## TASK DETAILS
In the entries below, how many lines contain the word "Debug"? State the number and nothing more.

[THE INPUT]

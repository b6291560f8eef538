// Copyright 2025 Lars Brubaker
// License: MIT
//
// Plain geometric types and intersection primitives. Everything here is
// straight floating-point arithmetic; the sign-critical tests live in the
// predicates module. The intersection routines fail closed: a degenerate
// query returns None instead of a fabricated point, and callers are expected
// to tolerate the missing point.

pub type Real = f64;

#[derive(Clone, Copy, Debug, Default, PartialEq)]
pub struct Point {
    pub x: Real,
    pub y: Real,
}

impl Point {
    #[inline]
    pub fn new(x: Real, y: Real) -> Self {
        Point { x, y }
    }

    /// Squared Euclidean distance to another point.
    #[inline]
    pub fn distance_sq(&self, other: &Point) -> Real {
        let dx = self.x - other.x;
        let dy = self.y - other.y;
        dx * dx + dy * dy
    }

    /// Midpoint of the segment from self to other.
    #[inline]
    pub fn midpoint(&self, other: &Point) -> Point {
        Point::new(0.5 * (self.x + other.x), 0.5 * (self.y + other.y))
    }
}

/// Axis-aligned bounding rectangle. A freshly created rectangle is empty
/// (contains nothing) until a point is added.
#[derive(Clone, Copy, Debug)]
pub struct Rect {
    pub xmin: Real,
    pub ymin: Real,
    pub xmax: Real,
    pub ymax: Real,
}

impl Rect {
    pub fn new() -> Self {
        Rect {
            xmin: Real::MAX,
            ymin: Real::MAX,
            xmax: Real::MIN,
            ymax: Real::MIN,
        }
    }

    pub fn from_points<'a, I: IntoIterator<Item = &'a Point>>(points: I) -> Self {
        let mut r = Rect::new();
        for p in points {
            r.expand(p);
        }
        r
    }

    /// Grow the rectangle to cover the given point.
    pub fn expand(&mut self, p: &Point) {
        if p.x < self.xmin {
            self.xmin = p.x;
        }
        if p.y < self.ymin {
            self.ymin = p.y;
        }
        if p.x > self.xmax {
            self.xmax = p.x;
        }
        if p.y > self.ymax {
            self.ymax = p.y;
        }
    }

    #[inline]
    pub fn width(&self) -> Real {
        self.xmax - self.xmin
    }

    #[inline]
    pub fn height(&self) -> Real {
        self.ymax - self.ymin
    }

    /// Inclusive containment test. An empty rectangle contains nothing.
    #[inline]
    pub fn contains(&self, p: &Point) -> bool {
        p.x >= self.xmin && p.x <= self.xmax && p.y >= self.ymin && p.y <= self.ymax
    }

    /// Expand the shorter axis symmetrically so width == height.
    pub fn square(&mut self) {
        let w = self.width();
        let h = self.height();
        if w > h {
            let pad = 0.5 * (w - h);
            self.ymin -= pad;
            self.ymax += pad;
        } else {
            let pad = 0.5 * (h - w);
            self.xmin -= pad;
            self.xmax += pad;
        }
    }
}

impl Default for Rect {
    fn default() -> Self {
        Rect::new()
    }
}

/// Strict segment/segment intersection via a translate-rotate reduction:
/// translate so p1 is the origin, rotate so p2 lies on the positive x-axis,
/// then intersect against the transformed q segment. Returns None for any
/// degenerate configuration: shared endpoints, a zero-length first segment,
/// parallel or non-crossing segments. A crossing exactly at p1 or p2 does
/// not count; the q segment must cut the interior of p1-p2.
pub fn segments_intersect(p1: &Point, p2: &Point, q1: &Point, q2: &Point) -> Option<Point> {
    // Segments sharing an endpoint do not count as intersecting.
    if p1 == q1 || p1 == q2 || p2 == q1 || p2 == q2 {
        return None;
    }

    let x2 = p2.x - p1.x;
    let y2 = p2.y - p1.y;
    let mut x3 = q1.x - p1.x;
    let mut y3 = q1.y - p1.y;
    let mut x4 = q2.x - p1.x;
    let mut y4 = q2.y - p1.y;

    let dist = (x2 * x2 + y2 * y2).sqrt();
    if dist == 0.0 {
        return None;
    }

    // Rotate q1 and q2 into the frame where p1-p2 is the x-axis.
    let cos = x2 / dist;
    let sin = y2 / dist;

    let nx = x3 * cos + y3 * sin;
    y3 = y3 * cos - x3 * sin;
    x3 = nx;
    let nx = x4 * cos + y4 * sin;
    y4 = y4 * cos - x4 * sin;
    x4 = nx;

    // The q segment must straddle the x-axis. Collinear segments fall into
    // the same-side case and are rejected.
    if (y3 < 0.0 && y4 < 0.0) || (y3 >= 0.0 && y4 >= 0.0) {
        return None;
    }

    let pos = x4 + (x3 - x4) * y4 / (y4 - y3);
    if pos <= 0.0 || pos >= dist {
        return None;
    }

    Some(Point::new(p1.x + pos * cos, p1.y + pos * sin))
}

/// Intersect a ray starting inside (or on) `rect` with the rectangle's
/// boundary. Returns None if the ray origin lies outside the rectangle.
pub fn box_ray_intersection(rect: &Rect, p: &Point, dx: Real, dy: Real) -> Option<Point> {
    if !rect.contains(p) {
        return None;
    }

    // Nearest crossing with the two vertical sides.
    let (t1, x1, y1) = if dx < 0.0 {
        let t = (rect.xmin - p.x) / dx;
        (t, rect.xmin, p.y + t * dy)
    } else if dx > 0.0 {
        let t = (rect.xmax - p.x) / dx;
        (t, rect.xmax, p.y + t * dy)
    } else {
        (Real::MAX, 0.0, 0.0)
    };

    // Nearest crossing with the two horizontal sides.
    let (t2, x2, y2) = if dy < 0.0 {
        let t = (rect.ymin - p.y) / dy;
        (t, p.x + t * dx, rect.ymin)
    } else if dy > 0.0 {
        let t = (rect.ymax - p.y) / dy;
        (t, p.x + t * dx, rect.ymax)
    } else {
        (Real::MAX, 0.0, 0.0)
    };

    if t1 == Real::MAX && t2 == Real::MAX {
        // Zero-direction ray.
        return None;
    }

    if t1 < t2 {
        Some(Point::new(x1, y1))
    } else {
        Some(Point::new(x2, y2))
    }
}

#[cfg(test)]
mod tests {
    use super::*;

    #[test]
    fn rect_expand_and_contains() {
        let mut r = Rect::new();
        assert!(!r.contains(&Point::new(0.0, 0.0)));
        r.expand(&Point::new(0.0, 0.0));
        r.expand(&Point::new(2.0, 1.0));
        assert!(r.contains(&Point::new(1.0, 0.5)));
        assert!(r.contains(&Point::new(2.0, 1.0)));
        assert!(!r.contains(&Point::new(2.1, 0.5)));
    }

    #[test]
    fn rect_square_grows_short_axis() {
        let mut r = Rect::from_points([Point::new(0.0, 0.0), Point::new(4.0, 2.0)].iter());
        r.square();
        assert_eq!(r.width(), r.height());
        assert_eq!(r.width(), 4.0);
        // Centered growth.
        assert_eq!(r.ymin, -1.0);
        assert_eq!(r.ymax, 3.0);
    }

    #[test]
    fn segments_crossing() {
        let p = segments_intersect(
            &Point::new(0.0, 0.0),
            &Point::new(1.0, 1.0),
            &Point::new(0.0, 1.0),
            &Point::new(1.0, 0.0),
        )
        .unwrap();
        assert!((p.x - 0.5).abs() < 1e-12, "x={}", p.x);
        assert!((p.y - 0.5).abs() < 1e-12, "y={}", p.y);
    }

    #[test]
    fn segments_shared_endpoint_is_none() {
        let r = segments_intersect(
            &Point::new(0.0, 0.0),
            &Point::new(1.0, 0.0),
            &Point::new(1.0, 0.0),
            &Point::new(2.0, 1.0),
        );
        assert!(r.is_none());
    }

    #[test]
    fn segments_parallel_is_none() {
        let r = segments_intersect(
            &Point::new(0.0, 0.0),
            &Point::new(1.0, 0.0),
            &Point::new(0.0, 1.0),
            &Point::new(1.0, 1.0),
        );
        assert!(r.is_none());
    }

    #[test]
    fn segments_zero_length_is_none() {
        let r = segments_intersect(
            &Point::new(0.5, 0.5),
            &Point::new(0.5, 0.5),
            &Point::new(0.0, 1.0),
            &Point::new(1.0, 0.0),
        );
        assert!(r.is_none());
    }

    #[test]
    fn segments_disjoint_is_none() {
        let r = segments_intersect(
            &Point::new(0.0, 0.0),
            &Point::new(1.0, 0.0),
            &Point::new(3.0, -1.0),
            &Point::new(3.0, 1.0),
        );
        assert!(r.is_none());
    }

    #[test]
    fn segments_touching_at_p1_is_none() {
        // The first segment starts on the second one; a touch is not a cut.
        let r = segments_intersect(
            &Point::new(0.5, 0.0),
            &Point::new(0.5, 1.0),
            &Point::new(0.0, 0.0),
            &Point::new(1.0, 0.0),
        );
        assert!(r.is_none());
    }

    #[test]
    fn box_ray_hits_right_side() {
        let r = Rect::from_points([Point::new(0.0, 0.0), Point::new(2.0, 2.0)].iter());
        let p = box_ray_intersection(&r, &Point::new(1.0, 1.0), 1.0, 0.0).unwrap();
        assert_eq!(p, Point::new(2.0, 1.0));
    }

    #[test]
    fn box_ray_diagonal_picks_nearer_side() {
        let r = Rect::from_points([Point::new(0.0, 0.0), Point::new(4.0, 2.0)].iter());
        let p = box_ray_intersection(&r, &Point::new(1.0, 1.0), 1.0, 1.0).unwrap();
        // Top edge is closer than the right edge.
        assert_eq!(p, Point::new(2.0, 2.0));
    }

    #[test]
    fn box_ray_outside_origin_is_none() {
        let r = Rect::from_points([Point::new(0.0, 0.0), Point::new(1.0, 1.0)].iter());
        assert!(box_ray_intersection(&r, &Point::new(5.0, 5.0), -1.0, 0.0).is_none());
    }
}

[/THE INPUT]

## RESULT FOR THIS EXERCISE
2